## What you will do
Begin at the line containing "let rows = rows as usize;" and copy each line exactly through the end of the records, leaving out what comes before.

## Raw data

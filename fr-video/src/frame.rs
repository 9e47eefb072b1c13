//! Planar frame buffers handed over by the decode pipeline

use crate::error::{ConvertError, Result};
use std::fmt;
use std::sync::Arc;

/// Storage class of a delivered buffer
#[derive(Debug, Clone, Copy, PartialEq, Eq)]
pub enum BufferKind {
    /// Planar YUV 4:2:0 in system memory
    I420,
    /// Opaque or hardware-backed; must be mapped to I420 before use
    Native,
}

/// Reference-counted, immutable image produced by the decode pipeline
///
/// Implementors outside this crate wrap decoder or hardware surfaces and
/// provide the planar mapping through [`VideoFrameBuffer::to_i420`].
pub trait VideoFrameBuffer: Send + Sync {
    fn kind(&self) -> BufferKind;

    fn width(&self) -> u32;

    fn height(&self) -> u32;

    /// Planar form of this buffer, or `None` if the mapping failed
    fn to_i420(self: Arc<Self>) -> Option<Arc<I420Buffer>>;
}

/// A frame as delivered by the media pipeline
#[derive(Clone)]
pub struct VideoFrame {
    pub buffer: Arc<dyn VideoFrameBuffer>,
    /// Wrapping source identifier
    pub id: u16,
}

impl VideoFrame {
    pub fn new(buffer: Arc<dyn VideoFrameBuffer>, id: u16) -> Self {
        Self { buffer, id }
    }

    pub fn width(&self) -> u32 {
        self.buffer.width()
    }

    pub fn height(&self) -> u32 {
        self.buffer.height()
    }
}

impl fmt::Debug for VideoFrame {
    fn fmt(&self, f: &mut fmt::Formatter<'_>) -> fmt::Result {
        f.debug_struct("VideoFrame")
            .field("id", &self.id)
            .field("kind", &self.buffer.kind())
            .field("width", &self.width())
            .field("height", &self.height())
            .finish()
    }
}

/// Planar YUV 4:2:0 buffer
///
/// Y at full resolution, U and V at `ceil(w/2) x ceil(h/2)`, each plane with
/// its own stride.
#[derive(Clone)]
pub struct I420Buffer {
    width: u32,
    height: u32,
    stride_y: usize,
    stride_u: usize,
    stride_v: usize,
    y: Vec<u8>,
    u: Vec<u8>,
    v: Vec<u8>,
}

impl I420Buffer {
    /// Allocate a black frame with tightly packed planes
    pub fn new(width: u32, height: u32) -> Result<Self> {
        check_dimensions(width, height)?;

        let stride_y = width as usize;
        let stride_uv = chroma_extent(width);
        let uv_rows = chroma_extent(height);

        Ok(Self {
            width,
            height,
            stride_y,
            stride_u: stride_uv,
            stride_v: stride_uv,
            y: vec![16u8; stride_y * height as usize],
            u: vec![128u8; stride_uv * uv_rows],
            v: vec![128u8; stride_uv * uv_rows],
        })
    }

    /// Wrap decoded planes, validating strides and plane lengths
    #[allow(clippy::too_many_arguments)]
    pub fn from_planes(
        width: u32,
        height: u32,
        y: Vec<u8>,
        stride_y: usize,
        u: Vec<u8>,
        stride_u: usize,
        v: Vec<u8>,
        stride_v: usize,
    ) -> Result<Self> {
        check_dimensions(width, height)?;

        let chroma_w = chroma_extent(width);
        let chroma_h = chroma_extent(height);
        check_plane(0, &y, stride_y, width as usize, height as usize)?;
        check_plane(1, &u, stride_u, chroma_w, chroma_h)?;
        check_plane(2, &v, stride_v, chroma_w, chroma_h)?;

        Ok(Self {
            width,
            height,
            stride_y,
            stride_u,
            stride_v,
            y,
            u,
            v,
        })
    }

    pub fn width(&self) -> u32 {
        self.width
    }

    pub fn height(&self) -> u32 {
        self.height
    }

    pub fn chroma_width(&self) -> u32 {
        chroma_extent(self.width) as u32
    }

    pub fn chroma_height(&self) -> u32 {
        chroma_extent(self.height) as u32
    }

    pub fn data_y(&self) -> &[u8] {
        &self.y
    }

    pub fn data_u(&self) -> &[u8] {
        &self.u
    }

    pub fn data_v(&self) -> &[u8] {
        &self.v
    }

    pub fn stride_y(&self) -> usize {
        self.stride_y
    }

    pub fn stride_u(&self) -> usize {
        self.stride_u
    }

    pub fn stride_v(&self) -> usize {
        self.stride_v
    }

    /// Mutable access to all three planes at once, for writers
    pub fn planes_mut(&mut self) -> (&mut [u8], &mut [u8], &mut [u8]) {
        (&mut self.y, &mut self.u, &mut self.v)
    }

    /// (Y, U, V) sample covering pixel `(x, y)`
    pub fn sample(&self, x: u32, y: u32) -> (u8, u8, u8) {
        let (x, y) = (x as usize, y as usize);
        (
            self.y[y * self.stride_y + x],
            self.u[(y / 2) * self.stride_u + x / 2],
            self.v[(y / 2) * self.stride_v + x / 2],
        )
    }
}

impl VideoFrameBuffer for I420Buffer {
    fn kind(&self) -> BufferKind {
        BufferKind::I420
    }

    fn width(&self) -> u32 {
        self.width
    }

    fn height(&self) -> u32 {
        self.height
    }

    fn to_i420(self: Arc<Self>) -> Option<Arc<I420Buffer>> {
        Some(self)
    }
}

impl fmt::Debug for I420Buffer {
    fn fmt(&self, f: &mut fmt::Formatter<'_>) -> fmt::Result {
        f.debug_struct("I420Buffer")
            .field("width", &self.width)
            .field("height", &self.height)
            .field("strides", &[self.stride_y, self.stride_u, self.stride_v])
            .finish()
    }
}

pub(crate) fn chroma_extent(luma: u32) -> usize {
    luma.div_ceil(2) as usize
}

/// Largest accepted width or height
pub const MAX_DIMENSION: u32 = 16_384;

/// Reject empty frames and frames wider or taller than [`MAX_DIMENSION`]
pub fn check_dimensions(width: u32, height: u32) -> Result<()> {
    if width == 0 || height == 0 || width > MAX_DIMENSION || height > MAX_DIMENSION {
        return Err(ConvertError::InvalidDimensions { width, height });
    }
    Ok(())
}

fn check_plane(plane: usize, data: &[u8], stride: usize, row: usize, rows: usize) -> Result<()> {
    if stride < row {
        return Err(ConvertError::InvalidStride {
            stride,
            width: row as u32,
        });
    }
    let needed = stride * (rows - 1) + row;
    if data.len() < needed {
        return Err(ConvertError::PlaneTooSmall {
            plane,
            needed,
            actual: data.len(),
        });
    }
    Ok(())
}
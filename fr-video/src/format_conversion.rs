//! Planar I420 to packed 32-bit RGB conversion
//!
//! Single pass, row-parallel with rayon. Each destination row is produced
//! from one luma row and the chroma row covering it; nothing is shared
//! between rows, so independent buffers can be converted concurrently.

use crate::color::YuvMatrix;
use crate::error::{ConvertError, Result};
use crate::frame::I420Buffer;
use crate::types::{FourCc, PackedLayout};
use rayon::prelude::*;

const BYTES_PER_PIXEL: usize = 4;

/// Rows handed to one rayon task
const MIN_ROWS_PER_TASK: usize = 16;

/// Convert `src` into packed pixels of layout `format`
///
/// `dst_stride` of 0 means tightly packed (`width * 4`). A negative
/// `height` writes the image bottom-up: source row 0 lands on the last
/// destination row. `width` and `|height|` must match the source, scale
/// first if they do not.
pub fn convert_from_i420(
    src: &I420Buffer,
    dst: &mut [u8],
    dst_stride: usize,
    width: u32,
    height: i32,
    format: FourCc,
    matrix: &YuvMatrix,
) -> Result<()> {
    let layout = format
        .layout()
        .ok_or(ConvertError::UnsupportedFormat(format))?;

    let flip = height < 0;
    let rows = height.unsigned_abs();
    if width == 0 || rows == 0 {
        return Err(ConvertError::InvalidDimensions {
            width,
            height: rows,
        });
    }
    if width != src.width() || rows != src.height() {
        return Err(ConvertError::DimensionMismatch {
            src_width: src.width(),
            src_height: src.height(),
            dst_width: width,
            dst_height: rows,
        });
    }

    let row_bytes = width as usize * BYTES_PER_PIXEL;
    let stride = if dst_stride == 0 { row_bytes } else { dst_stride };
    if stride < row_bytes {
        return Err(ConvertError::InvalidStride { stride, width });
    }

    let rows = rows as usize;
    let needed = stride * (rows - 1) + row_bytes;
    if dst.len() < needed {
        return Err(ConvertError::BufferTooSmall {
            needed,
            actual: dst.len(),
        });
    }

    dst[..needed]
        .par_chunks_mut(stride)
        .with_min_len(MIN_ROWS_PER_TASK)
        .enumerate()
        .for_each(|(dst_row, chunk)| {
            let src_row = if flip { rows - 1 - dst_row } else { dst_row };
            let pixels: &mut [[u8; 4]] = bytemuck::cast_slice_mut(&mut chunk[..row_bytes]);
            convert_row(src, src_row, pixels, layout, matrix);
        });

    Ok(())
}

/// Packed size of a `width x height` frame
///
/// Saturates at `usize::MAX`; use [`try_packed_size`] to size a buffer.
pub fn packed_size(width: u32, height: u32) -> usize {
    try_packed_size(width, height).unwrap_or(usize::MAX)
}

/// Packed size of a `width x height` frame, or an error if it does not fit
pub fn try_packed_size(width: u32, height: u32) -> Result<usize> {
    (width as usize)
        .checked_mul(height as usize)
        .and_then(|n| n.checked_mul(BYTES_PER_PIXEL))
        .filter(|&n| n <= isize::MAX as usize)
        .ok_or(ConvertError::InvalidDimensions { width, height })
}

#[inline]
fn convert_row(
    src: &I420Buffer,
    row: usize,
    out: &mut [[u8; 4]],
    layout: PackedLayout,
    matrix: &YuvMatrix,
) {
    let y_line = &src.data_y()[row * src.stride_y()..];
    let u_line = &src.data_u()[(row / 2) * src.stride_u()..];
    let v_line = &src.data_v()[(row / 2) * src.stride_v()..];

    for (x, px) in out.iter_mut().enumerate() {
        let (r, g, b) = matrix.to_rgb(y_line[x], u_line[x / 2], v_line[x / 2]);
        *px = layout.pack(r, g, b, 255);
    }
}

## Response box
    let rows = rows as usize;
    let needed = stride * (rows - 1) + row_bytes;
    if dst.len() < needed {
        return Err(ConvertError::BufferTooSmall {
            needed,
            actual: dst.len(),
        });
    }

    dst[..needed]
        .par_chunks_mut(stride)
        .with_min_len(MIN_ROWS_PER_TASK)
        .enumerate()
        .for_each(|(dst_row, chunk)| {
            let src_row = if flip { rows - 1 - dst_row } else { dst_row };
            let pixels: &mut [[u8; 4]] = bytemuck::cast_slice_mut(&mut chunk[..row_bytes]);
            convert_row(src, src_row, pixels, layout, matrix);
        });

    Ok(())
}

/// Packed size of a `width x height` frame
///
/// Saturates at `usize::MAX`; use [`try_packed_size`] to size a buffer.
pub fn packed_size(width: u32, height: u32) -> usize {
    try_packed_size(width, height).unwrap_or(usize::MAX)
}

/// Packed size of a `width x height` frame, or an error if it does not fit
pub fn try_packed_size(width: u32, height: u32) -> Result<usize> {
    (width as usize)
        .checked_mul(height as usize)
        .and_then(|n| n.checked_mul(BYTES_PER_PIXEL))
        .filter(|&n| n <= isize::MAX as usize)
        .ok_or(ConvertError::InvalidDimensions { width, height })
}

#[inline]
fn convert_row(
    src: &I420Buffer,
    row: usize,
    out: &mut [[u8; 4]],
    layout: PackedLayout,
    matrix: &YuvMatrix,
) {
    let y_line = &src.data_y()[row * src.stride_y()..];
    let u_line = &src.data_u()[(row / 2) * src.stride_u()..];
    let v_line = &src.data_v()[(row / 2) * src.stride_v()..];

    for (x, px) in out.iter_mut().enumerate() {
        let (r, g, b) = matrix.to_rgb(y_line[x], u_line[x / 2], v_line[x / 2]);
        *px = layout.pack(r, g, b, 255);
    }
}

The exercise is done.